Secondly, This Love was the 4th biggest song of 2004 in the US!!!!!! Yes, it was a massive hit and missed #1. So were Super Bass and Airplanes. Some songs are just unlucky and miss out. But the chart was dominated by airplay and was the 4th biggest song of 2004, so it WAS getting played on the radio. See here if you don't believe me: http://en.wikipedia.org/wiki/Billboa...ingles_of_2004
Thirdly, Toxic WAS being played on US radio in 2004/2005. You realize the airplay factor of the Hot 100 is based on audience impressions? There were many stations playing songs like Toxic at the time, people simply weren't choosing to listen to them, so they weren't adding much to the Hot 100.
Fourthly, US radio is also largely request driven. People phone into the stations and ask them to play their favourite songs. If more people were requesting Toxic, more stations would've played it. Simple. All that radio stations care about is getting the most listeners. They played all of Usher's songs repeatedly because that's all that people were requesting. That's what got them the most people tuning in.

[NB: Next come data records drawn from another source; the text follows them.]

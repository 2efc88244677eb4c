use serde::Serialize;

/// Version history tracked for one assistant message.
///
/// `entries` is never empty, `latest_index` is always `entries.len() - 1`
/// and `active_index` stays within `0..=latest_index`. `follow_latest`
/// mirrors `active_index == latest_index` after every mutation made through
/// `SnapshotManager`.
#[derive(Debug, Clone, PartialEq, Eq)]
pub struct SnapshotState {
    pub(crate) entries: Vec<String>,
    pub(crate) active_index: usize,
    pub(crate) latest_index: usize,
    pub(crate) follow_latest: bool,
    pub(crate) last_synced_text: String,
}

impl SnapshotState {
    /// Start tracking a message, showing its newest entry
    pub(crate) fn from_entries(entries: Vec<String>) -> Self {
        debug_assert!(!entries.is_empty());
        let latest_index = entries.len().saturating_sub(1);
        let last_synced_text = entries.last().cloned().unwrap_or_default();
        Self {
            entries,
            active_index: latest_index,
            latest_index,
            follow_latest: true,
            last_synced_text,
        }
    }

    pub fn entries(&self) -> &[String] {
        &self.entries
    }

    pub fn len(&self) -> usize {
        self.entries.len()
    }

    pub fn is_empty(&self) -> bool {
        self.entries.is_empty()
    }

    pub fn active_index(&self) -> usize {
        self.active_index
    }

    pub fn latest_index(&self) -> usize {
        self.latest_index
    }

    pub fn follow_latest(&self) -> bool {
        self.follow_latest
    }

    pub fn last_synced_text(&self) -> &str {
        &self.last_synced_text
    }

    pub fn active_text(&self) -> &str {
        self.entries
            .get(self.active_index)
            .map(String::as_str)
            .unwrap_or_default()
    }

    pub fn latest_text(&self) -> &str {
        self.entries
            .get(self.latest_index)
            .map(String::as_str)
            .unwrap_or_default()
    }

    pub fn is_valid_index(&self, index: usize) -> bool {
        index < self.entries.len()
    }

    pub(crate) fn refresh_follow(&mut self) {
        self.follow_latest = self.active_index == self.latest_index;
    }

    /// Swap in a backend history wholesale, keeping the active index in range
    pub(crate) fn replace_entries(&mut self, entries: Vec<String>) {
        if entries.is_empty() {
            return;
        }
        self.entries = entries;
        self.latest_index = self.entries.len() - 1;
        self.active_index = self.active_index.min(self.latest_index);
        self.last_synced_text = self.entries[self.latest_index].clone();
        self.refresh_follow();
    }

    /// Append a new newest entry and return its index
    pub(crate) fn push_latest(&mut self, text: &str) -> usize {
        self.entries.push(text.to_string());
        self.latest_index = self.entries.len() - 1;
        self.latest_index
    }
}

/// Render model for one message's version switcher
#[derive(Debug, Clone, PartialEq, Eq, Serialize)]
pub struct SnapshotView {
    pub message_id: String,
    /// 1-based position of the displayed version
    pub position: usize,
    pub total: usize,
    pub text: String,
    pub pending: bool,
    pub is_latest: bool,
    pub can_go_prev: bool,
    /// Next either advances or requests a regeneration; blocked only while one is pending
    pub can_go_next: bool,
}

impl SnapshotView {
    pub(crate) fn new(message_id: &str, state: &SnapshotState, pending: bool) -> Self {
        let is_latest = state.active_index == state.latest_index;
        Self {
            message_id: message_id.to_string(),
            position: state.active_index + 1,
            total: state.entries.len(),
            text: state.active_text().to_string(),
            pending,
            is_latest,
            can_go_prev: state.active_index > 0,
            can_go_next: !(is_latest && pending),
        }
    }
}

Fifthly, RnB and hip hop were still dominating the digital downloads aswell in 2005 when they were first included in the Hot 100. People though digital downloads would "prove" that RnB wasn't actually popular, but it didn't. It proved that RnB/hip hop actually was popular. See for yourself, it was Black Eyed Peas, Eminem, Mariah Carey, 50 Cent, Rihanna, Gwen Stefani, Kanye West, Will Smith, Snoop Dogg that were getting #1s that year in the DIGITAL chart: http://en.wikipedia.org/wiki/List_of...s_of_2005_(U.S.)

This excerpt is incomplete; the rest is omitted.